The most important and the hardest thing to do, which will be
the absolute test, I think, of the merger, is to structure the
department so that it makes sense to the taxpayer rather than
having a department that makes sense to the department and the
taxpayer has to navigate around it. That was the challenge of
the merger and that is what we are trying to move towards. So
I think that focus has been maintained and we can see some signs
of improvement, but it is early days. We are going to need to
do a lot more.
Q91 Mr Gauke: Do you think customer
service is better now as a consequence of the merger? If the merger
had not happened, would the level of customer service be better
Dawn Primarolo: That is almost
impossible for me to answer. I can look at what people are saying
now in their survey responses to us, whether it be by the fact
that our compliance teams are refocused in localities on business
rather than divided into tax, the way that we have changed our
inquiry centres, lots of very positive feedback about using an
appointments system but still having an urgent way of getting
into the department. So the feedback is that we are going in the
right direction, and we have seen some improvement on the surveys,
but there is more to do, absolutely no doubt about it.
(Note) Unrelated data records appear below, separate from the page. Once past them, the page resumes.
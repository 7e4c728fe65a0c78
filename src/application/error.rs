use std::fmt;

use crate::domain::entities::{GamePhase, Player, Room};
use crate::domain::repositories::{RepositoryError, RoomRepository};

/// Kind of record a lookup failed to find
#[derive(Debug, Clone, Copy, PartialEq, Eq)]
pub enum Missing {
    Room,
    Player,
}

impl fmt::Display for Missing {
    fn fmt(&self, f: &mut fmt::Formatter<'_>) -> fmt::Result {
        match self {
            Missing::Room => f.write_str("Room"),
            Missing::Player => f.write_str("Player"),
        }
    }
}

/// Error shared by every game use case
#[derive(Debug, thiserror::Error)]
pub enum GameError {
    #[error("{0} not found")]
    NotFound(Missing),
    #[error("Operation not allowed in phase {actual} (expected {expected})")]
    InvalidPhase { expected: GamePhase, actual: GamePhase },
    #[error("Only the host can do this")]
    Forbidden,
    #[error("It is not your turn")]
    NotYourTurn,
    #[error("Not enough players (need {required}, have {actual})")]
    InsufficientPlayers { required: usize, actual: usize },
    #[error("No votes have been cast this round")]
    NoVotesCast,
    #[error("Validation error: {0}")]
    Validation(String),
    #[error("Repository error: {0}")]
    Repository(#[from] RepositoryError),
}

pub(crate) fn require_phase(room: &Room, expected: GamePhase) -> Result<(), GameError> {
    if room.phase != expected {
        return Err(GameError::InvalidPhase {
            expected,
            actual: room.phase,
        });
    }
    Ok(())
}

/// Error mapping for phase-guarded writes (joins and votes)
pub(crate) fn guarded_write_error(expected: GamePhase) -> impl FnOnce(RepositoryError) -> GameError {
    move |e| match e {
        RepositoryError::PhaseMoved(actual) => GameError::InvalidPhase { expected, actual },
        RepositoryError::NotFound(_) => GameError::NotFound(Missing::Room),
        e => GameError::Repository(e),
    }
}

pub(crate) async fn load_room<R: RoomRepository>(repo: &R, room_id: &str) -> Result<Room, GameError> {
    repo.find_by_id(room_id)
        .await?
        .ok_or(GameError::NotFound(Missing::Room))
}

pub(crate) async fn load_player<R: RoomRepository>(repo: &R, player_id: &str) -> Result<Player, GameError> {
    repo.find_player(player_id)
        .await?
        .ok_or(GameError::NotFound(Missing::Player))
}

/// Host check against the stored player flag
pub(crate) async fn require_host<R: RoomRepository>(
    repo: &R,
    room: &Room,
    player_id: &str,
) -> Result<(), GameError> {
    let player = repo.find_player(player_id).await?;
    match player {
        Some(p) if p.is_host && p.room_id == room.id => Ok(()),
        _ => Err(GameError::Forbidden),
    }
}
Q92 Mr Gauke: One of the concerns
that has been raised has been by the Chartered Institute of Taxation,
saying the department is an organisation under pressure, the reason
being that there are too many initiatives. Do you recognise that
picture and are you doing anything to alleviate that pressure?
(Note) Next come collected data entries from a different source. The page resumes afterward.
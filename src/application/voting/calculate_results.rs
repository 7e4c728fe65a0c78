use std::collections::BTreeMap;
use std::sync::Arc;

use crate::application::{load_room, require_phase, GameError, Missing};
use crate::domain::entities::GamePhase;
use crate::domain::repositories::{ApplyResults, RoomRepository};
use crate::domain::services::{active_impostor, most_voted, score_round, tally_votes};
use crate::domain::value_objects::GameRules;

/// Calculate results input
pub struct CalculateResultsInput {
    pub room_id: String,
}

/// Calculate results output
#[derive(Debug, Clone, PartialEq, Eq)]
pub struct CalculateResultsOutput {
    pub voted_player_id: String,
    pub is_impostor_caught: bool,
    /// Votes received per player id
    pub vote_counts: BTreeMap<String, u32>,
}

/// Close the vote: eliminate the most voted player, award the round
/// bonus and move the room to results.
///
/// Vote completeness is the caller's concern; one vote is enough.
pub struct CalculateResults<R: RoomRepository> {
    room_repo: Arc<R>,
    rules: GameRules,
}

impl<R: RoomRepository> CalculateResults<R> {
    pub fn new(room_repo: Arc<R>, rules: GameRules) -> Self {
        Self { room_repo, rules }
    }

    pub async fn execute(&self, input: CalculateResultsInput) -> Result<CalculateResultsOutput, GameError> {
        let repo = self.room_repo.as_ref();
        let room = load_room(repo, &input.room_id).await?;

        require_phase(&room, GamePhase::Voting)?;

        let votes = repo.find_votes(&room.id, room.current_round()).await?;
        let vote_counts = tally_votes(&votes);
        let voted_player_id = match most_voted(&vote_counts) {
            Some((player_id, _)) => player_id.to_string(),
            None => return Err(GameError::NoVotesCast),
        };

        let players = repo.find_players_in_room(&room.id).await?;
        // Votes are not checked against the room; the winner may have left
        if !players.iter().any(|p| p.id == voted_player_id) {
            return Err(GameError::NotFound(Missing::Player));
        }
        let impostor_id = active_impostor(&players).map(|p| p.id.clone());
        let is_impostor_caught = impostor_id.as_deref() == Some(voted_player_id.as_str());

        let awards = score_round(&players, impostor_id.as_deref(), is_impostor_caught, &self.rules);

        repo.apply_results(&ApplyResults {
            room_id: room.id.clone(),
            expected_version: room.version,
            eliminated_id: voted_player_id.clone(),
            score_awards: awards.into_iter().map(|a| (a.player_id, a.points)).collect(),
        })
        .await?;

        tracing::info!(
            room_id = %room.id,
            round = room.current_round(),
            caught = is_impostor_caught,
            "Vote closed, {} eliminated",
            voted_player_id
        );

        Ok(CalculateResultsOutput {
            voted_player_id,
            is_impostor_caught,
            vote_counts,
        })
    }
}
Dawn Primarolo: I think it really
depends on what they mean by pressure. If you mean that, rightly
so, on behalf of Parliament, with very tough and challenging PSA
targets plus efficiency targets that are increasing each year,
I expect the department on our behalf as MPs to be constantly
improving and moving forward, the answer is, "Yes".
I see a department that is being challenged, and rightly so, and
coping and managing with those challenges and risks and we need
to watch that carefully, but I have to push them. I have to push
the department, any minister has to do that, otherwise how do
you get improvement?
Q93 Mr Gauke: Can I ask one specific
area which you and I have discussed before, which is VAT registration.
You will remember on the Finance Bill I raised the issue of concerns
for delays there. Are you satisfied with the performance of HMRC
with regard to this area, accepting that there is an issue with
MTIC? Are you satisfied that the department got it right?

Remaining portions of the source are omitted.